(Data)

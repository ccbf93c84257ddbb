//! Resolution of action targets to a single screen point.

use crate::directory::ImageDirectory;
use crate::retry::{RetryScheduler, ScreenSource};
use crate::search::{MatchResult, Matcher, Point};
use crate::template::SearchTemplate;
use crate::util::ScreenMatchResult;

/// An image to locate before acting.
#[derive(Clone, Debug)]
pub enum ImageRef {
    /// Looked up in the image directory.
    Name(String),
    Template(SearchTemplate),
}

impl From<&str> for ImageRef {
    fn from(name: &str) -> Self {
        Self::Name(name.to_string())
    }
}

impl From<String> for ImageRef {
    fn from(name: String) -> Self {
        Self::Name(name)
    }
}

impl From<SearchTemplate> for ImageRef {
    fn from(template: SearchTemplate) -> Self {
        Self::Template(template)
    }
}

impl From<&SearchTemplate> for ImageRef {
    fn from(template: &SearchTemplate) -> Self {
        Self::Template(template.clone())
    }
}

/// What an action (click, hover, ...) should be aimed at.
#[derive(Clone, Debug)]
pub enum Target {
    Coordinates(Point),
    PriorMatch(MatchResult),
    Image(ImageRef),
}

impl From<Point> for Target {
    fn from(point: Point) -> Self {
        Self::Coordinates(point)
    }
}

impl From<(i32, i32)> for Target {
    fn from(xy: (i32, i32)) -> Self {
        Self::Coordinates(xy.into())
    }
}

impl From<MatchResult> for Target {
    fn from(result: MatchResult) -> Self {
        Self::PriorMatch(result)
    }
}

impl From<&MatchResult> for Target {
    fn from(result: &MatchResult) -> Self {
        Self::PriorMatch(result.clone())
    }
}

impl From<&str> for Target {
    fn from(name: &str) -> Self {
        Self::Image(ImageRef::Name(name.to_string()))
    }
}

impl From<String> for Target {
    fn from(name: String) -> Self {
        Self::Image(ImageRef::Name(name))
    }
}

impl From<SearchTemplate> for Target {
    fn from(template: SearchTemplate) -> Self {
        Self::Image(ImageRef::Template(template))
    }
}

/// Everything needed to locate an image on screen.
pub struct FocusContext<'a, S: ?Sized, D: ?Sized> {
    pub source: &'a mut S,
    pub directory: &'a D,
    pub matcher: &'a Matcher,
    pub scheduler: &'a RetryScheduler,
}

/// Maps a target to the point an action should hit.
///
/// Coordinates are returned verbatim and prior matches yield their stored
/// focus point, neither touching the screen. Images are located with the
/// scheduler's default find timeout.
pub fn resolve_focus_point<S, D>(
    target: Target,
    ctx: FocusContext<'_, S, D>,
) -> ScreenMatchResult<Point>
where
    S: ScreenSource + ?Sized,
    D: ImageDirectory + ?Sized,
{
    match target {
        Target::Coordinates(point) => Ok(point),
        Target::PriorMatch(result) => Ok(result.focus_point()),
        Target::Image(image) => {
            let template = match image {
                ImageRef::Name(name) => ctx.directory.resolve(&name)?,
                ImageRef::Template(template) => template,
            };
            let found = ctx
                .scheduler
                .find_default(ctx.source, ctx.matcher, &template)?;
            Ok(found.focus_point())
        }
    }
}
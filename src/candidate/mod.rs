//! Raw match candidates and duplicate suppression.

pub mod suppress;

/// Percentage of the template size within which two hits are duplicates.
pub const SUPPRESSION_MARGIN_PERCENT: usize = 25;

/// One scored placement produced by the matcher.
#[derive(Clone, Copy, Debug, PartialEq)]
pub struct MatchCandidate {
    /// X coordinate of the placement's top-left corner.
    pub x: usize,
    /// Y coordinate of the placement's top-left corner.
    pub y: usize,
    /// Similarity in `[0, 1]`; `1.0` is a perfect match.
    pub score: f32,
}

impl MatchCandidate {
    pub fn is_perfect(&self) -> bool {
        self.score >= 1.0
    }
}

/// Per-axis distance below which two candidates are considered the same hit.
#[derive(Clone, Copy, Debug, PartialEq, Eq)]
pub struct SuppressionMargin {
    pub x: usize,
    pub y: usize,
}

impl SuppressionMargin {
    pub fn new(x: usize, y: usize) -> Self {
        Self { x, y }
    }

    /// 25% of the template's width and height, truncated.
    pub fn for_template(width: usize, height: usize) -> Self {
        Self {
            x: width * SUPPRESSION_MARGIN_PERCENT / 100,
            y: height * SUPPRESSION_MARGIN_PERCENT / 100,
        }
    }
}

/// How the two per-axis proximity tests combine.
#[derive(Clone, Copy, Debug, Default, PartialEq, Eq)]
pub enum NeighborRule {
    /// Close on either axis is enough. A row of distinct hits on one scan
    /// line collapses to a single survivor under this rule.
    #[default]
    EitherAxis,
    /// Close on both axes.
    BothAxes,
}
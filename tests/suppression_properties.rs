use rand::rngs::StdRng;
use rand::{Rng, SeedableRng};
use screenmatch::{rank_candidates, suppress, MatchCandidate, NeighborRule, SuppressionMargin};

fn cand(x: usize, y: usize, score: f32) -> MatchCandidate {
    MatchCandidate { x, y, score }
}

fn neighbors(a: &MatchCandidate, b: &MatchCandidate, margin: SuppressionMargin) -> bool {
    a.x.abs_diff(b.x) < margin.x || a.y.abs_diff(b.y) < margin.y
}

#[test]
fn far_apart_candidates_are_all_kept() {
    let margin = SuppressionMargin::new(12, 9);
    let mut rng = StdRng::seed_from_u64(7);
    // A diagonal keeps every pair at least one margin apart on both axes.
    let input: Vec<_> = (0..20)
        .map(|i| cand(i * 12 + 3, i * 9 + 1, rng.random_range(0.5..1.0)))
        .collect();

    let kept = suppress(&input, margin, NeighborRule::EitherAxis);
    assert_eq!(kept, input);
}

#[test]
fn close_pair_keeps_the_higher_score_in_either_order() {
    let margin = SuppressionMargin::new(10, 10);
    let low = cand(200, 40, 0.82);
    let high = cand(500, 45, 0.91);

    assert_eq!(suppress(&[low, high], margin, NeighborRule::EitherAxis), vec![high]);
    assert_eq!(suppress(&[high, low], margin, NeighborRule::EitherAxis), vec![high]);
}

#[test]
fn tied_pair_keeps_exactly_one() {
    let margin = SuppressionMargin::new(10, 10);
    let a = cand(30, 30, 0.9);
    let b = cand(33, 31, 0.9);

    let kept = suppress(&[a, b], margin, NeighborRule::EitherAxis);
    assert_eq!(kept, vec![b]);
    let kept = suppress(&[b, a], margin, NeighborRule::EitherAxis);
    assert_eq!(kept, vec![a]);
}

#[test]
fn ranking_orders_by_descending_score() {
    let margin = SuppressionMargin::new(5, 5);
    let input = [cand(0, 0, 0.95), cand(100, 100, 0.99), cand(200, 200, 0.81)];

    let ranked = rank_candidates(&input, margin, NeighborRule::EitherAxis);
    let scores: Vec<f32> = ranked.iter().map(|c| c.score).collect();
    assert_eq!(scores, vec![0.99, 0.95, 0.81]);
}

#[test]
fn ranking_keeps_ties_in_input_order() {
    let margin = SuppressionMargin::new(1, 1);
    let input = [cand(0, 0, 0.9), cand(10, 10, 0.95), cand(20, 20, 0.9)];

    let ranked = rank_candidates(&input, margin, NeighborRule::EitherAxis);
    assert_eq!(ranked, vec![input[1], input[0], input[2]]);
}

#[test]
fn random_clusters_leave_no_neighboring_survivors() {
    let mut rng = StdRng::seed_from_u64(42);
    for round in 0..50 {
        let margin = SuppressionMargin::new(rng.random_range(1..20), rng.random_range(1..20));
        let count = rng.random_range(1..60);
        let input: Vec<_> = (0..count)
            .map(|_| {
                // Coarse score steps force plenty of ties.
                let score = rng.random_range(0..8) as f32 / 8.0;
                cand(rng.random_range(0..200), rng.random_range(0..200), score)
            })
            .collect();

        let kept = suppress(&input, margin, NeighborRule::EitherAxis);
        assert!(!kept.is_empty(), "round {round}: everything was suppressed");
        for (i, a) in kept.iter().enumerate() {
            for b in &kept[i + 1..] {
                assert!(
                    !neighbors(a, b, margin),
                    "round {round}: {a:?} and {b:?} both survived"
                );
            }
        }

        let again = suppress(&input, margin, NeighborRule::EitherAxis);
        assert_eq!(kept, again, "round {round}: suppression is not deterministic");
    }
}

(End Data)

**Work required**
Copy each line from the entries above that has the word "collect" in it.

**Written answer**
        .collect();
    let scores: Vec<f32> = ranked.iter().map(|c| c.score).collect();
            .collect();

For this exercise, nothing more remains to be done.